KAI also will continue to actively participate in further delta PKC inhibitor development. The company will have the option to perform certain clinical studies with KAI-9803, and KAI also could receive another $20 million over five years from Sankyo to identify new delta PKC compounds, routes of administration and indications.
"This target is really kind of a pipeline in itself," James told BioWorld Today, "and it would be too difficult for us as a small company to fully exploit it by ourselves." The deal provides KAI with both "access to Sankyo's deep cardiovascular expertise and the ability to conduct some development on our own."
The lead product, KAI-9803, a delta protein kinase C inhibitor, was granted fast-track status by the FDA and recently started enrollment in a 150-patient Phase I/II study (DELTA-MI) to evaluate the product's safety and efficacy in patients with acute myocardial infarction undergoing reperfusion via balloon angioplasty. Results from the trial are expected around the middle of the year.
KAI-9803 is designed to reduce the damage from reperfusion, or the reopening of blocked blood vessels, and is intended for an acute care setting.
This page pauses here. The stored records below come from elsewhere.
use std::collections::HashSet;

use crate::error::{OptimizeError, OptimizeResult};
use crate::global_variables::SOLVER_TOLERANCE;
use crate::shared_data::{Allocation, CycleConfig, DemandVector, MinGreenTime};

/// Rejects demand the proportional targets cannot be computed from.
pub fn validate_demand(demand: &DemandVector) -> OptimizeResult<()> {
    if demand.is_empty() {
        return Err(OptimizeError::InvalidDemand(
            "at least one direction is required".to_string(),
        ));
    }

    let mut seen = HashSet::with_capacity(demand.len());
    for reading in demand.iter() {
        if !seen.insert(&reading.direction) {
            return Err(OptimizeError::InvalidDemand(format!(
                "direction '{}' appears more than once",
                reading.direction
            )));
        }
        if !reading.volume.is_finite() || reading.volume < 0.0 {
            return Err(OptimizeError::InvalidDemand(format!(
                "direction '{}' has volume {}, expected a finite value >= 0",
                reading.direction, reading.volume
            )));
        }
    }

    let total = demand.total_volume();
    if !total.is_finite() {
        return Err(OptimizeError::InvalidDemand(format!(
            "total volume {} is not a finite number",
            total
        )));
    }
    if total <= 0.0 {
        return Err(OptimizeError::InvalidDemand(
            "total volume is zero, proportional shares are undefined".to_string(),
        ));
    }
    Ok(())
}

pub fn validate_cycle_time(total_cycle_time: f64) -> OptimizeResult<()> {
    if !total_cycle_time.is_finite() || total_cycle_time <= 0.0 {
        return Err(OptimizeError::InvalidConfig(format!(
            "total_cycle_time must be a positive number of seconds, got {}",
            total_cycle_time
        )));
    }
    Ok(())
}

/// Resolves the configured minimum for every direction, in demand order.
///
/// A per-direction map must name exactly the directions present in `demand`.
pub fn resolve_min_green(demand: &DemandVector, config: &CycleConfig) -> OptimizeResult<Vec<f64>> {
    if let MinGreenTime::PerDirection(map) = &config.min_green_time {
        if let Some(extra) = map.keys().find(|d| demand.volume(d).is_none()) {
            return Err(OptimizeError::InvalidConfig(format!(
                "minimum green given for unknown direction '{}'",
                extra
            )));
        }
    }

    demand
        .iter()
        .map(|reading| {
            let min = config
                .min_green_time
                .for_direction(&reading.direction)
                .ok_or_else(|| {
                    OptimizeError::InvalidConfig(format!(
                        "no minimum green configured for direction '{}'",
                        reading.direction
                    ))
                })?;
            if !min.is_finite() || min < 0.0 {
                return Err(OptimizeError::InvalidConfig(format!(
                    "minimum green for '{}' is {}, expected a finite value >= 0",
                    reading.direction, min
                )));
            }
            Ok(min)
        })
        .collect()
}

/// Fails fast when the minimums cannot fit in the cycle at all.
/// Rounding noise within solver tolerance still counts as an exact fit.
pub fn check_feasibility(minimums: &[f64], total_cycle_time: f64) -> OptimizeResult<()> {
    let required: f64 = minimums.iter().sum();
    if required > total_cycle_time + tolerance_for(total_cycle_time) {
        return Err(OptimizeError::InfeasibleConfig {
            required,
            available: total_cycle_time,
        });
    }
    Ok(())
}

pub fn tolerance_for(total_cycle_time: f64) -> f64 {
    SOLVER_TOLERANCE * total_cycle_time.abs().max(1.0)
}

/// Re-checks the sum and minimum-bound invariants on a solved allocation.
pub fn check_allocation(allocation: &Allocation) -> OptimizeResult<()> {
    let tolerance = tolerance_for(allocation.cycle_time);

    for timing in allocation.timings() {
        if !timing.green.is_finite() {
            return Err(OptimizeError::SolverInconsistency(format!(
                "direction '{}' was given a non-finite green time",
                timing.direction
            )));
        }
        if timing.green < timing.min_green - tolerance {
            return Err(OptimizeError::SolverInconsistency(format!(
                "direction '{}' got {:.6}s, below its minimum of {:.6}s",
                timing.direction, timing.green, timing.min_green
            )));
        }
    }

    let total = allocation.total_green();
    if (total - allocation.cycle_time).abs() > tolerance {
        return Err(OptimizeError::SolverInconsistency(format!(
            "greens sum to {:.6}s instead of the {:.6}s cycle",
            total, allocation.cycle_time
        )));
    }
    Ok(())
}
When a patient arrives at the hospital with chest pains, and a blocked coronary artery is observed during an angiogram, the patient requires a balloon angioplasty to reopen the vessel and restore blood flow. But that reperfusion can "kick off a dual cascade of cell death, as well as necrosis in that injured heart tissue, which can lead to congestive heart failure, morbidity and, potentially, death," James said.
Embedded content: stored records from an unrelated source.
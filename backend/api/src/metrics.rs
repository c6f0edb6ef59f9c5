use lazy_static::lazy_static;
use prometheus::{
    register_counter_vec, register_histogram_vec, register_int_counter_vec, CounterVec, Encoder,
    HistogramVec, IntCounterVec, TextEncoder,
};

lazy_static! {
    // HTTP Metrics
    pub static ref HTTP_REQUESTS_TOTAL: IntCounterVec = register_int_counter_vec!(
        "http_requests_total",
        "Total number of HTTP requests",
        &["method", "path", "status"]
    )
    .unwrap();

    pub static ref HTTP_REQUEST_DURATION_SECONDS: HistogramVec = register_histogram_vec!(
        "http_request_duration_seconds",
        "HTTP request duration in seconds",
        &["method", "path"],
        vec![0.001, 0.005, 0.01, 0.025, 0.05, 0.1, 0.25, 0.5, 1.0, 2.5, 5.0, 10.0]
    )
    .unwrap();

    // Cache Metrics (Redis)
    pub static ref CACHE_OPERATIONS_TOTAL: IntCounterVec = register_int_counter_vec!(
        "cache_operations_total",
        "Total number of cache operations",
        &["operation", "status"]
    )
    .unwrap();

    pub static ref CACHE_HIT_RATIO: CounterVec = register_counter_vec!(
        "cache_hit_ratio",
        "Cache hit/miss ratio",
        &["result"]
    )
    .unwrap();

    pub static ref CACHE_OPERATION_DURATION_SECONDS: HistogramVec = register_histogram_vec!(
        "cache_operation_duration_seconds",
        "Cache operation duration in seconds",
        &["operation"],
        vec![0.0001, 0.0005, 0.001, 0.005, 0.01, 0.025, 0.05, 0.1]
    )
    .unwrap();

    // Business Metrics
    pub static ref QUIZZES_STARTED_TOTAL: IntCounterVec = register_int_counter_vec!(
        "quizzes_started_total",
        "Total number of quiz sessions started",
        &["status"]
    )
    .unwrap();

    pub static ref QUIZZES_COMPLETED_TOTAL: IntCounterVec = register_int_counter_vec!(
        "quizzes_completed_total",
        "Total number of quiz sessions submitted",
        &["status"]
    )
    .unwrap();

    pub static ref QUESTIONS_SAMPLED_TOTAL: IntCounterVec = register_int_counter_vec!(
        "questions_sampled_total",
        "Total number of questions served to quizzes",
        &["kind"]
    )
    .unwrap();

    pub static ref PAYMENTS_TOTAL: IntCounterVec = register_int_counter_vec!(
        "payments_total",
        "Total number of payment transactions processed",
        &["status"]
    )
    .unwrap();
}

/// Renders all metrics in Prometheus text format
pub fn render_metrics() -> Result<String, prometheus::Error> {
    let encoder = TextEncoder::new();
    let metric_families = prometheus::gather();
    let mut buffer = Vec::new();
    encoder.encode(&metric_families, &mut buffer)?;
    String::from_utf8(buffer)
        .map_err(|e| prometheus::Error::Msg(format!("Failed to convert metrics to UTF-8: {}", e)))
}

/// Helper: track cache operation with metrics
pub async fn track_cache_operation<F, T>(operation: &str, future: F) -> Result<T, anyhow::Error>
where
    F: std::future::Future<Output = Result<T, anyhow::Error>>,
{
    let start = std::time::Instant::now();
    let result = future.await;
    let duration = start.elapsed().as_secs_f64();

    let status = if result.is_ok() { "success" } else { "error" };

    CACHE_OPERATIONS_TOTAL
        .with_label_values(&[operation, status])
        .inc();

    CACHE_OPERATION_DURATION_SECONDS
        .with_label_values(&[operation])
        .observe(duration);

    result
}

/// Record cache hit
pub fn record_cache_hit() {
    CACHE_HIT_RATIO.with_label_values(&["hit"]).inc();
}

/// Record cache miss
pub fn record_cache_miss() {
    CACHE_HIT_RATIO.with_label_values(&["miss"]).inc();
}

#[cfg(test)]
mod tests {
    use super::*;

    #[test]
    fn test_metrics_registration() {
        // Just verify that all metrics are properly registered
        let _ = HTTP_REQUESTS_TOTAL
            .with_label_values(&["GET", "/health", "200"])
            .get();
    }

    #[test]
    fn test_render_metrics() {
        // Increment a counter to ensure we have some data
        HTTP_REQUESTS_TOTAL
            .with_label_values(&["GET", "/test", "200"])
            .inc();

        let result = render_metrics();
        assert!(result.is_ok());
        let output = result.unwrap();
        assert!(output.contains("http_requests_total"));
    }
}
KAI-9803 is administered through the balloon catheter directly into the coronary artery just prior to reperfusion.
"What we showed in numerous animal studies is that [KAI-9803] can greatly reduce those damaging effects," he added. The drug showed an effect in size of the infarct and area of tissue death, and "we found that we could reduce that by a significant amount, up to 70 percent."
Preclinical work also demonstrated the drug's ability to improve microvascular blood flow following reperfusion.
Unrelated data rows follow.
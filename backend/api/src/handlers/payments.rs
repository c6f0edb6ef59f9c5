use axum::{
    body::Bytes,
    extract::{Path, State},
    http::{HeaderMap, StatusCode},
    response::IntoResponse,
    Extension, Json,
};
use std::sync::Arc;

use crate::middlewares::auth::JwtClaims;
use crate::models::payment::PaystackWebhookEvent;
use crate::services::{payment_service::PaymentService, AppState};

fn service(state: &AppState) -> PaymentService {
    PaymentService::new(state.mongo.clone(), state.config.paystack.clone())
}

pub async fn initialize(
    State(state): State<Arc<AppState>>,
    Extension(claims): Extension<JwtClaims>,
) -> Result<impl IntoResponse, (StatusCode, String)> {
    tracing::info!("Initializing activation payment for user: {}", claims.sub);

    match service(&state).initialize(&claims.sub).await {
        Ok(response) => Ok((StatusCode::OK, Json(response))),
        Err(e) => {
            let msg = e.to_string();
            let status = if msg.contains("already activated") {
                StatusCode::CONFLICT
            } else if msg.contains("not configured") {
                StatusCode::SERVICE_UNAVAILABLE
            } else if msg.contains("gateway") {
                StatusCode::BAD_GATEWAY
            } else if msg.contains("not found") {
                StatusCode::NOT_FOUND
            } else {
                tracing::error!("Payment initialization failed: {}", e);
                StatusCode::INTERNAL_SERVER_ERROR
            };
            Err((status, msg))
        }
    }
}

pub async fn verify(
    State(state): State<Arc<AppState>>,
    Extension(claims): Extension<JwtClaims>,
    Path(reference): Path<String>,
) -> Result<impl IntoResponse, (StatusCode, String)> {
    tracing::info!(
        "Verifying payment: {} for user: {}",
        reference,
        claims.sub
    );

    match service(&state).verify(&claims.sub, &reference).await {
        Ok(response) => Ok((StatusCode::OK, Json(response))),
        Err(e) => {
            let msg = e.to_string();
            let status = if msg.contains("not configured") {
                StatusCode::SERVICE_UNAVAILABLE
            } else if msg.contains("gateway") {
                StatusCode::BAD_GATEWAY
            } else if msg.contains("not found") {
                StatusCode::NOT_FOUND
            } else {
                tracing::error!("Payment verification failed: {}", e);
                StatusCode::INTERNAL_SERVER_ERROR
            };
            Err((status, msg))
        }
    }
}

pub async fn history(
    State(state): State<Arc<AppState>>,
    Extension(claims): Extension<JwtClaims>,
) -> Result<impl IntoResponse, (StatusCode, String)> {
    match service(&state).history(&claims.sub).await {
        Ok(records) => Ok((StatusCode::OK, Json(records))),
        Err(e) => {
            tracing::error!("Failed to load payment history: {}", e);
            Err((StatusCode::INTERNAL_SERVER_ERROR, e.to_string()))
        }
    }
}

/// Unauthenticated Paystack webhook. The HMAC signature over the raw body is
/// the only trust anchor, so it is checked before the payload is decoded.
pub async fn webhook(
    State(state): State<Arc<AppState>>,
    headers: HeaderMap,
    body: Bytes,
) -> Result<impl IntoResponse, (StatusCode, String)> {
    let signature = headers
        .get("x-paystack-signature")
        .and_then(|v| v.to_str().ok())
        .ok_or((StatusCode::UNAUTHORIZED, "Missing signature".to_string()))?;

    let svc = service(&state);
    if svc.verify_webhook_signature(&body, signature).is_err() {
        tracing::warn!("Webhook with invalid signature rejected");
        return Err((StatusCode::UNAUTHORIZED, "Invalid signature".to_string()));
    }

    let event: PaystackWebhookEvent = serde_json::from_slice(&body)
        .map_err(|e| (StatusCode::BAD_REQUEST, format!("Invalid payload: {}", e)))?;

    match svc.handle_webhook(event).await {
        Ok(()) => Ok(StatusCode::OK),
        Err(e) => {
            // Paystack retries on non-2xx; a processing failure here should
            // trigger that retry.
            tracing::error!("Webhook processing failed: {}", e);
            Err((StatusCode::INTERNAL_SERVER_ERROR, e.to_string()))
        }
    }
}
KAI-9803 also might be effective in other ischemic indications, such as stroke.
KAI hopes to file an investigational new drug application this year for a second compound derived from its PKC modulation platform. Unlike KAI-9803, which inhibits the enzyme, this one would activate it.
The epsilon PKC activator "would be targeted for preconditioning, or protecting against ischemia in a number of surgical situations, such as coronary artery bypass graft surgery," James said.
"If a surgeon knows they're going to be creating ischemia by clamping off an organ or causing potential debris or emboli to go through the system and potentially block an artery, they can give this drug prior to that surgery to protect the tissue," he said.
KAI retains full ownership of the epsilon PKC program, and James said the company plans to advance it through proof of concept as rapidly as possible.
"Our goal is to be a leader in approaching PKC modulation," he said. "The PKC family is involved in a number of disease processes, and there's a potential for a very deep pipeline that we can develop in partnerships and on our own."
Besides ischemia, drugs targeting PKC also could be developed in neuropathic pain, oncology and inflammatory disease.